O Conselho de Ética da Câmara dos Deputados decidiu nesta terça-feira (11), por 10 votos a 5, dar continuidade ao processo contra a deputada federal Erika Hilton (PSOL-SP) por suposta quebra de decoro parlamentar. A representação foi apresentada pelo Partido Missão, que pede a cassação do mandato da parlamentar por causa de uma publicação feita no X após sua eleição para a presidência da Comissão de Defesa dos Direitos da Mulher.
A legenda questiona expressões usadas por Erika na postagem, entre elas “imbeCIS” e “podem latir”, e sustenta que o conteúdo teria ultrapassado os limites das prerrogativas parlamentares.
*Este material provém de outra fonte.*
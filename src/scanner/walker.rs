//! Directory walker built on walkdir.
//!
//! # Overview
//!
//! This module provides the [`Walker`] struct, a single-pass sequential
//! traversal that inventories every regular file under a root. It never
//! follows symbolic links, skips empty files, and prunes whole subtrees whose
//! directory name is in the configured [`ExcludeSet`].
//!
//! Any traversal error is fatal for the caller: [`Walker::walk_into`] stops at
//! the first one and returns it.
//!
//! # Example
//!
//! ```no_run
//! use dupescan::config::ExcludeSet;
//! use dupescan::scanner::Walker;
//! use std::path::Path;
//!
//! let walker = Walker::new(Path::new("/home/user/Downloads"), ExcludeSet::defaults());
//! for entry in walker.walk() {
//!     match entry {
//!         Ok(file) => println!("{}: {} bytes", file.path.display(), file.size),
//!         Err(e) => eprintln!("Error: {}", e),
//!     }
//! }
//! ```

use std::io;
use std::path::{Path, PathBuf};
use std::sync::atomic::{AtomicBool, Ordering};
use std::sync::Arc;

use walkdir::{DirEntry, WalkDir};

use super::{FileRecord, RunStats, ScanError};
use crate::config::ExcludeSet;
use crate::duplicates::BucketIndex;
use crate::progress::ProgressCallback;

/// Sequential directory walker.
pub struct Walker {
    /// Root path to walk
    root: PathBuf,
    /// Directory names to prune
    excludes: ExcludeSet,
    /// Optional shutdown flag for graceful termination
    shutdown_flag: Option<Arc<AtomicBool>>,
    /// Optional progress callback
    progress_callback: Option<Arc<dyn ProgressCallback>>,
}

impl std::fmt::Debug for Walker {
    fn fmt(&self, f: &mut std::fmt::Formatter<'_>) -> std::fmt::Result {
        f.debug_struct("Walker")
            .field("root", &self.root)
            .field("excludes", &self.excludes.patterns())
            .field("shutdown_flag", &self.shutdown_flag)
            .field(
                "progress_callback",
                &self.progress_callback.as_ref().map(|_| "<callback>"),
            )
            .finish()
    }
}

impl Walker {
    /// Create a new walker for the given path.
    ///
    /// # Arguments
    ///
    /// * `path` - Root directory to scan
    /// * `excludes` - Directory names whose subtrees are skipped
    #[must_use]
    pub fn new(path: &Path, excludes: ExcludeSet) -> Self {
        Self {
            root: path.to_path_buf(),
            excludes,
            shutdown_flag: None,
            progress_callback: None,
        }
    }

    /// Set the shutdown flag for graceful termination.
    ///
    /// When the flag is set to `true`, the walker stops iteration as soon
    /// as possible.
    #[must_use]
    pub fn with_shutdown_flag(mut self, flag: Arc<AtomicBool>) -> Self {
        self.shutdown_flag = Some(flag);
        self
    }

    /// Set the progress callback, notified once per accepted file.
    #[must_use]
    pub fn with_progress_callback(mut self, callback: Arc<dyn ProgressCallback>) -> Self {
        self.progress_callback = Some(callback);
        self
    }

    /// Check if shutdown has been requested.
    fn is_shutdown_requested(&self) -> bool {
        self.shutdown_flag
            .as_ref()
            .is_some_and(|f| f.load(Ordering::SeqCst))
    }

    /// Whether a directory entry heads a pruned subtree.
    ///
    /// The root itself is never pruned, whatever its name.
    fn is_pruned(&self, entry: &DirEntry) -> bool {
        entry.depth() > 0
            && entry.file_type().is_dir()
            && self.excludes.is_excluded(&entry.file_name().to_string_lossy())
    }

    /// Walk the directory tree, yielding accepted files.
    ///
    /// Errors are yielded in place; callers decide whether to stop. The
    /// iterator ends early if the shutdown flag is raised.
    pub fn walk(&self) -> impl Iterator<Item = Result<FileRecord, ScanError>> + '_ {
        WalkDir::new(&self.root)
            .follow_links(false)
            .into_iter()
            .filter_entry(move |entry| {
                if self.is_pruned(entry) {
                    log::debug!("Pruning excluded directory: {}", entry.path().display());
                    false
                } else {
                    true
                }
            })
            .take_while(move |_| {
                if self.is_shutdown_requested() {
                    log::debug!("Walker: Shutdown requested, stopping iteration");
                    false
                } else {
                    true
                }
            })
            .filter_map(move |entry_result| match entry_result {
                Ok(entry) => self.process_entry(entry),
                Err(e) => Some(Err(self.handle_walkdir_error(e))),
            })
    }

    /// Walk the tree, recording every accepted file in `sizes` and `stats`.
    ///
    /// # Errors
    ///
    /// Returns the first traversal error; nothing after it is visited.
    pub fn walk_into(&self, sizes: &BucketIndex<u64, PathBuf>, stats: &RunStats) -> Result<(), ScanError> {
        for entry in self.walk() {
            let record = entry?;
            stats.record(record.size);
            if let Some(ref callback) = self.progress_callback {
                callback.on_progress(
                    stats.files_scanned() as usize,
                    record.path.to_string_lossy().as_ref(),
                );
            }
            sizes.append(record.size, record.path);
        }
        Ok(())
    }

    /// Turn a directory entry into a record, or drop it.
    fn process_entry(&self, entry: DirEntry) -> Option<Result<FileRecord, ScanError>> {
        let file_type = entry.file_type();

        if file_type.is_dir() {
            return None;
        }

        if file_type.is_symlink() {
            log::trace!("Skipping symlink: {}", entry.path().display());
            return None;
        }

        if !file_type.is_file() {
            log::trace!("Skipping special file: {}", entry.path().display());
            return None;
        }

        let metadata = match entry.metadata() {
            Ok(m) => m,
            Err(e) => return Some(Err(self.handle_walkdir_error(e))),
        };

        let size = metadata.len();
        if size == 0 {
            log::trace!("Skipping empty file: {}", entry.path().display());
            return None;
        }

        Some(Ok(FileRecord::new(entry.into_path(), size)))
    }

    /// Convert a walkdir error into a [`ScanError`].
    fn handle_walkdir_error(&self, error: walkdir::Error) -> ScanError {
        let path = error
            .path()
            .map_or_else(|| self.root.clone(), Path::to_path_buf);
        match error.into_io_error() {
            Some(source) => ScanError::from_io(&path, source),
            None => ScanError::Io {
                path,
                source: io::Error::other("filesystem loop detected"),
            },
        }
    }
}
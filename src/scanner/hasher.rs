//! Streaming file hasher.
//!
//! # Overview
//! This module provides the [`Hasher`] struct for computing content digests
//! of whole files. Files are streamed through the digest in fixed-size
//! chunks, so memory use does not depend on file size. Digests are returned
//! as lowercase hexadecimal strings, which are the keys of the hash index.
//!
//! # Example
//!
//! ```no_run
//! use dupescan::scanner::{HashAlgorithm, Hasher};
//! use std::path::Path;
//!
//! let hasher = Hasher::new(HashAlgorithm::Blake3);
//! let digest = hasher.hash_file(Path::new("Cargo.toml")).unwrap();
//! assert_eq!(digest.len(), 64);
//! ```

use std::fs::File;
use std::io::{self, Read};
use std::path::Path;

use serde::Serialize;
use sha2::{Digest, Sha256};

use super::HashError;

/// Read buffer size used while streaming file contents.
pub const CHUNK_SIZE: usize = 64 * 1024;

/// Content digest used to group files.
///
/// Both algorithms are cryptographic, which is what makes trusting digest
/// equality without a byte comparison reasonable.
#[derive(Debug, Clone, Copy, Default, PartialEq, Eq, Serialize, clap::ValueEnum)]
#[serde(rename_all = "lowercase")]
pub enum HashAlgorithm {
    /// BLAKE3 (default)
    #[default]
    Blake3,
    /// SHA-256
    Sha256,
}

impl std::fmt::Display for HashAlgorithm {
    fn fmt(&self, f: &mut std::fmt::Formatter<'_>) -> std::fmt::Result {
        match self {
            HashAlgorithm::Blake3 => write!(f, "blake3"),
            HashAlgorithm::Sha256 => write!(f, "sha256"),
        }
    }
}

enum DigestState {
    Blake3(Box<blake3::Hasher>),
    Sha256(Sha256),
}

impl DigestState {
    fn new(algorithm: HashAlgorithm) -> Self {
        match algorithm {
            HashAlgorithm::Blake3 => Self::Blake3(Box::new(blake3::Hasher::new())),
            HashAlgorithm::Sha256 => Self::Sha256(Sha256::new()),
        }
    }

    fn update(&mut self, bytes: &[u8]) {
        match self {
            Self::Blake3(h) => {
                h.update(bytes);
            }
            Self::Sha256(h) => h.update(bytes),
        }
    }

    fn finalize_hex(self) -> String {
        match self {
            Self::Blake3(h) => h.finalize().to_hex().to_string(),
            Self::Sha256(h) => format!("{:x}", h.finalize()),
        }
    }
}

/// Whole-file content hasher.
///
/// Cheap to clone and safe to share between worker threads; every call to
/// [`Hasher::hash_file`] owns its own digest state and read buffer.
#[derive(Debug, Clone, Copy, Default)]
pub struct Hasher {
    algorithm: HashAlgorithm,
}

impl Hasher {
    /// Create a hasher for the given algorithm.
    #[must_use]
    pub fn new(algorithm: HashAlgorithm) -> Self {
        Self { algorithm }
    }

    /// The configured digest algorithm.
    #[must_use]
    pub fn algorithm(&self) -> HashAlgorithm {
        self.algorithm
    }

    /// Open `path`, stream all of its bytes through the digest, and close it.
    ///
    /// # Errors
    ///
    /// Returns [`HashError`] if the file cannot be opened or read.
    pub fn hash_file(&self, path: &Path) -> Result<String, HashError> {
        let file = File::open(path).map_err(|e| HashError::from_io(path, e))?;
        let digest = self
            .hash_reader(file)
            .map_err(|e| HashError::from_io(path, e))?;
        log::trace!("{} {}", digest, path.display());
        Ok(digest)
    }

    /// Digest everything `reader` yields until EOF.
    ///
    /// # Errors
    ///
    /// Propagates any read error other than [`io::ErrorKind::Interrupted`],
    /// which is retried.
    pub fn hash_reader<R: Read>(&self, mut reader: R) -> io::Result<String> {
        let mut state = DigestState::new(self.algorithm);
        let mut buffer = vec![0u8; CHUNK_SIZE];
        loop {
            match reader.read(&mut buffer) {
                Ok(0) => break,
                Ok(n) => state.update(&buffer[..n]),
                Err(e) if e.kind() == io::ErrorKind::Interrupted => continue,
                Err(e) => return Err(e),
            }
        }
        Ok(state.finalize_hex())
    }

    /// Digest an in-memory byte slice.
    #[must_use]
    pub fn hash_bytes(&self, bytes: &[u8]) -> String {
        let mut state = DigestState::new(self.algorithm);
        state.update(bytes);
        state.finalize_hex()
    }
}
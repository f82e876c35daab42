//! Duplicate finder pipeline.
//!
//! # Overview
//!
//! This module orchestrates the duplicate detection pipeline:
//! 1. **Walk**: inventory regular files into the size index
//! 2. **Select**: keep only files whose size is shared (see [`crate::duplicates::groups`])
//! 3. **Hash**: digest every candidate on a bounded worker pool
//! 4. **Verify** (optional): byte-for-byte confirmation of hash groups
//! 5. **Collect**: hash buckets with two or more members become groups
//!
//! The run is all-or-nothing. The first traversal or read error aborts it,
//! no further hash work is started, and no groups are returned.
//!
//! # Example
//!
//! ```no_run
//! use dupescan::config::ScanConfig;
//! use dupescan::duplicates::DuplicateFinder;
//! use std::path::Path;
//!
//! let finder = DuplicateFinder::new(ScanConfig::default().with_max_concurrency(8));
//! let (groups, summary) = finder.find_duplicates(Path::new("/some/path")).unwrap();
//!
//! println!("Found {} duplicate groups", summary.duplicate_groups);
//! ```

use std::path::{Path, PathBuf};
use std::sync::atomic::{AtomicBool, AtomicU64, AtomicUsize, Ordering};
use std::sync::Arc;
use std::time::Duration;

use bytesize::ByteSize;
use rayon::prelude::*;

use super::groups::{collect_duplicate_groups, select_candidates, DuplicateGroup};
use super::verify::verify_groups;
use super::BucketIndex;
use crate::config::ScanConfig;
use crate::error::FailFast;
use crate::progress::ProgressCallback;
use crate::scanner::{FileRecord, HashError, Hasher, RunStats, ScanError, Walker};

/// Threshold for logging large files.
const LARGE_FILE_THRESHOLD: u64 = 100 * 1024 * 1024; // 100MB

/// Errors that can occur during duplicate finding.
#[derive(thiserror::Error, Debug)]
pub enum FinderError {
    /// The scan was interrupted by user (Ctrl+C or shutdown signal).
    #[error("Scan interrupted by user")]
    Interrupted,

    /// Traversal failed.
    #[error(transparent)]
    Scan(#[from] ScanError),

    /// Reading a candidate file failed.
    #[error(transparent)]
    Hash(#[from] HashError),

    /// The bounded worker pool could not be created.
    #[error("Failed to build worker pool: {0}")]
    ThreadPool(#[from] rayon::ThreadPoolBuildError),
}

/// Configuration for the hashing phase.
#[derive(Clone)]
pub struct HashConfig {
    /// Maximum number of files hashed at the same time.
    pub max_concurrency: usize,
    /// Optional shutdown flag for graceful termination.
    pub shutdown_flag: Option<Arc<AtomicBool>>,
    /// Optional progress callback.
    pub progress_callback: Option<Arc<dyn ProgressCallback>>,
}

impl std::fmt::Debug for HashConfig {
    fn fmt(&self, f: &mut std::fmt::Formatter<'_>) -> std::fmt::Result {
        f.debug_struct("HashConfig")
            .field("max_concurrency", &self.max_concurrency)
            .field("shutdown_flag", &self.shutdown_flag)
            .field(
                "progress_callback",
                &self.progress_callback.as_ref().map(|_| "<callback>"),
            )
            .finish()
    }
}

impl Default for HashConfig {
    fn default() -> Self {
        Self {
            max_concurrency: crate::config::DEFAULT_MAX_CONCURRENCY,
            shutdown_flag: None,
            progress_callback: None,
        }
    }
}

impl HashConfig {
    /// Set the concurrency cap (clamped to at least 1).
    #[must_use]
    pub fn with_max_concurrency(mut self, n: usize) -> Self {
        self.max_concurrency = n.max(1);
        self
    }

    /// Set the shutdown flag for graceful termination.
    #[must_use]
    pub fn with_shutdown_flag(mut self, flag: Arc<AtomicBool>) -> Self {
        self.shutdown_flag = Some(flag);
        self
    }

    /// Set the progress callback.
    #[must_use]
    pub fn with_progress_callback(mut self, callback: Arc<dyn ProgressCallback>) -> Self {
        self.progress_callback = Some(callback);
        self
    }

    /// Check if shutdown has been requested.
    fn is_shutdown_requested(&self) -> bool {
        self.shutdown_flag
            .as_ref()
            .is_some_and(|f| f.load(Ordering::SeqCst))
    }
}

/// Statistics from the hashing phase.
#[derive(Debug, Clone, Default, PartialEq, Eq)]
pub struct HashStats {
    /// Files handed to the pool
    pub input_files: usize,
    /// Files fully hashed
    pub hashed_files: usize,
    /// Bytes read while hashing
    pub bytes_hashed: u64,
    /// Distinct digests observed
    pub distinct_digests: usize,
}

/// Hash every candidate on a pool of `max_concurrency` workers.
///
/// Each worker holds at most one open file, so the number of open files and
/// in-flight digests never exceeds the cap. Every finished digest is appended
/// to the returned hash index.
///
/// # Errors
///
/// The first [`HashError`] trips a shared latch: workers stop picking up new
/// files and that error is returned. Returns [`FinderError::Interrupted`] if
/// the shutdown flag is raised.
pub fn hash_candidates(
    candidates: Vec<FileRecord>,
    hasher: Hasher,
    config: &HashConfig,
) -> Result<(BucketIndex<String, FileRecord>, HashStats), FinderError> {
    let mut stats = HashStats {
        input_files: candidates.len(),
        ..Default::default()
    };
    let index = BucketIndex::new();

    if candidates.is_empty() {
        log::debug!("Hashing: No files to process");
        return Ok((index, stats));
    }

    if let Some(ref callback) = config.progress_callback {
        callback.on_phase_start("hashing", candidates.len());
    }

    log::info!(
        "Hashing {} files with up to {} workers ({})",
        candidates.len(),
        config.max_concurrency,
        hasher.algorithm()
    );

    let pool = rayon::ThreadPoolBuilder::new()
        .num_threads(config.max_concurrency)
        .thread_name(|i| format!("dupescan-hash-{i}"))
        .build()?;

    let latch: FailFast<HashError> = FailFast::new();
    let started = AtomicUsize::new(0);
    let hashed = AtomicUsize::new(0);
    let bytes = AtomicU64::new(0);

    pool.install(|| {
        // The Err(()) only short-circuits the iteration; the real error is in the latch.
        let _ = candidates.into_par_iter().try_for_each(|record| {
            if latch.is_tripped() {
                return Err(());
            }
            if config.is_shutdown_requested() {
                latch.cancel();
                return Err(());
            }

            if record.size > LARGE_FILE_THRESHOLD {
                log::debug!(
                    "Hashing large file ({} MB): {}",
                    record.size / (1024 * 1024),
                    record.path.display()
                );
            }

            let current = started.fetch_add(1, Ordering::Relaxed) + 1;
            if let Some(ref callback) = config.progress_callback {
                callback.on_progress(current, record.path.to_string_lossy().as_ref());
            }

            match hasher.hash_file(&record.path) {
                Ok(digest) => {
                    hashed.fetch_add(1, Ordering::Relaxed);
                    bytes.fetch_add(record.size, Ordering::Relaxed);
                    if let Some(ref callback) = config.progress_callback {
                        callback.on_item_completed(record.size);
                    }
                    index.append(digest, record);
                    Ok(())
                }
                Err(e) => {
                    log::debug!("Failed to hash {}: {}", record.path.display(), e);
                    latch.fail(e);
                    Err(())
                }
            }
        });
    });

    if let Some(ref callback) = config.progress_callback {
        callback.on_phase_end("hashing");
    }

    if let Some(err) = latch.take() {
        return Err(FinderError::Hash(err));
    }
    if latch.is_tripped() || config.is_shutdown_requested() {
        log::info!("Hashing: Interrupted by shutdown signal");
        return Err(FinderError::Interrupted);
    }

    stats.hashed_files = hashed.into_inner();
    stats.bytes_hashed = bytes.into_inner();
    stats.distinct_digests = index.len();

    log::info!(
        "Hashing complete: {} files, {} read, {} distinct digests",
        stats.hashed_files,
        ByteSize::b(stats.bytes_hashed),
        stats.distinct_digests
    );

    Ok((index, stats))
}

/// Summary statistics from a duplicate scan.
#[derive(Debug, Clone, Default, PartialEq, Eq)]
pub struct ScanSummary {
    /// Files accepted by the walker
    pub files_scanned: u64,
    /// Total size of accepted files in bytes
    pub total_bytes: u64,
    /// Files that shared a size with another file
    pub candidates: usize,
    /// Files actually opened and hashed
    pub hashed_files: usize,
    /// Bytes read while hashing
    pub bytes_hashed: u64,
    /// Number of duplicate groups
    pub duplicate_groups: usize,
    /// Redundant copies across all groups
    pub duplicate_files: usize,
    /// Bytes freed by keeping one copy per group
    pub reclaimable_space: u64,
    /// Wall-clock duration of the run
    pub elapsed: Duration,
}

impl ScanSummary {
    fn record_groups(&mut self, groups: &[DuplicateGroup]) {
        self.duplicate_groups = groups.len();
        self.duplicate_files = groups.iter().map(DuplicateGroup::duplicate_count).sum();
        self.reclaimable_space = groups.iter().map(DuplicateGroup::wasted_space).sum();
    }
}

/// Duplicate finder that runs the whole pipeline for one root.
pub struct DuplicateFinder {
    config: ScanConfig,
    shutdown_flag: Option<Arc<AtomicBool>>,
    progress_callback: Option<Arc<dyn ProgressCallback>>,
}

impl std::fmt::Debug for DuplicateFinder {
    fn fmt(&self, f: &mut std::fmt::Formatter<'_>) -> std::fmt::Result {
        f.debug_struct("DuplicateFinder")
            .field("config", &self.config)
            .field("shutdown_flag", &self.shutdown_flag)
            .field(
                "progress_callback",
                &self.progress_callback.as_ref().map(|_| "<callback>"),
            )
            .finish()
    }
}

impl DuplicateFinder {
    /// Create a new duplicate finder with the given configuration.
    #[must_use]
    pub fn new(config: ScanConfig) -> Self {
        Self {
            config,
            shutdown_flag: None,
            progress_callback: None,
        }
    }

    /// Create a new duplicate finder with default configuration.
    #[must_use]
    pub fn with_defaults() -> Self {
        Self::new(ScanConfig::default())
    }

    /// Set the shutdown flag for graceful termination.
    #[must_use]
    pub fn with_shutdown_flag(mut self, flag: Arc<AtomicBool>) -> Self {
        self.shutdown_flag = Some(flag);
        self
    }

    /// Set the progress callback.
    #[must_use]
    pub fn with_progress_callback(mut self, callback: Arc<dyn ProgressCallback>) -> Self {
        self.progress_callback = Some(callback);
        self
    }

    fn is_shutdown_requested(&self) -> bool {
        self.shutdown_flag
            .as_ref()
            .is_some_and(|f| f.load(Ordering::SeqCst))
    }

    fn hash_config(&self) -> HashConfig {
        let mut config = HashConfig::default().with_max_concurrency(self.config.max_concurrency);
        if let Some(ref flag) = self.shutdown_flag {
            config = config.with_shutdown_flag(flag.clone());
        }
        if let Some(ref callback) = self.progress_callback {
            config = config.with_progress_callback(callback.clone());
        }
        config
    }

    /// Find all duplicate files under `path`.
    ///
    /// A regular file as `path` is scanned as a one-entry tree.
    ///
    /// # Errors
    ///
    /// Returns `FinderError` if:
    /// - The path does not exist or is unreadable
    /// - Any entry cannot be listed or stated during the walk
    /// - Any candidate file cannot be opened or read
    /// - The scan is interrupted by shutdown signal
    ///
    /// No partial result is ever returned.
    pub fn find_duplicates(
        &self,
        path: &Path,
    ) -> Result<(Vec<DuplicateGroup>, ScanSummary), FinderError> {
        let stats = RunStats::new();

        std::fs::metadata(path).map_err(|e| ScanError::from_io(path, e))?;

        log::info!("Starting duplicate scan of {}", path.display());

        if self.is_shutdown_requested() {
            return Err(FinderError::Interrupted);
        }

        // Walk
        if let Some(ref callback) = self.progress_callback {
            callback.on_phase_start("walking", 0);
        }

        let mut walker = Walker::new(path, self.config.excludes.clone());
        if let Some(ref flag) = self.shutdown_flag {
            walker = walker.with_shutdown_flag(flag.clone());
        }
        if let Some(ref callback) = self.progress_callback {
            walker = walker.with_progress_callback(callback.clone());
        }

        let sizes: BucketIndex<u64, PathBuf> = BucketIndex::new();
        let walked = walker.walk_into(&sizes, &stats);

        if let Some(ref callback) = self.progress_callback {
            callback.on_phase_end("walking");
        }
        walked?;

        if self.is_shutdown_requested() {
            return Err(FinderError::Interrupted);
        }

        log::info!(
            "Found {} files ({} total)",
            stats.files_scanned(),
            ByteSize::b(stats.total_bytes())
        );

        let mut summary = ScanSummary {
            files_scanned: stats.files_scanned(),
            total_bytes: stats.total_bytes(),
            ..Default::default()
        };

        // Select
        let (candidates, selection) = select_candidates(sizes);
        summary.candidates = selection.candidates;

        if candidates.is_empty() {
            log::info!("No potential duplicates found after size filtering, scan complete");
            summary.elapsed = stats.elapsed();
            return Ok((Vec::new(), summary));
        }

        // Hash
        let hash_config = self.hash_config();
        let hasher = Hasher::new(self.config.algorithm);
        let (hashes, hash_stats) = hash_candidates(candidates, hasher, &hash_config)?;
        summary.hashed_files = hash_stats.hashed_files;
        summary.bytes_hashed = hash_stats.bytes_hashed;

        // Collect, then optionally confirm byte for byte
        let mut groups = collect_duplicate_groups(hashes);
        if self.config.paranoid && !groups.is_empty() {
            groups = verify_groups(groups, &hash_config)?;
        }

        summary.record_groups(&groups);
        summary.elapsed = stats.elapsed();

        log::info!(
            "Scan complete: {} duplicate groups, {} duplicate files, {} reclaimable",
            summary.duplicate_groups,
            summary.duplicate_files,
            ByteSize::b(summary.reclaimable_space)
        );

        Ok((groups, summary))
    }
}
O parecer preliminar favorável à continuidade da investigação foi apresentado pelo deputado Cabo Gilberto Silva (PL-PB).
Erika Hilton nega ter ofendido mulheres cisgênero e afirma que as declarações eram dirigidas a pessoas que, segundo ela, promoviam ataques transfóbicos e a opositores políticos. A deputada também classificou a representação como perseguição política e havia pedido o arquivamento do caso.
Com a decisão desta terça, ela terá dez dias úteis para apresentar defesa escrita, poderá produzir provas e indicar até oito testemunhas antes do parecer final do relator.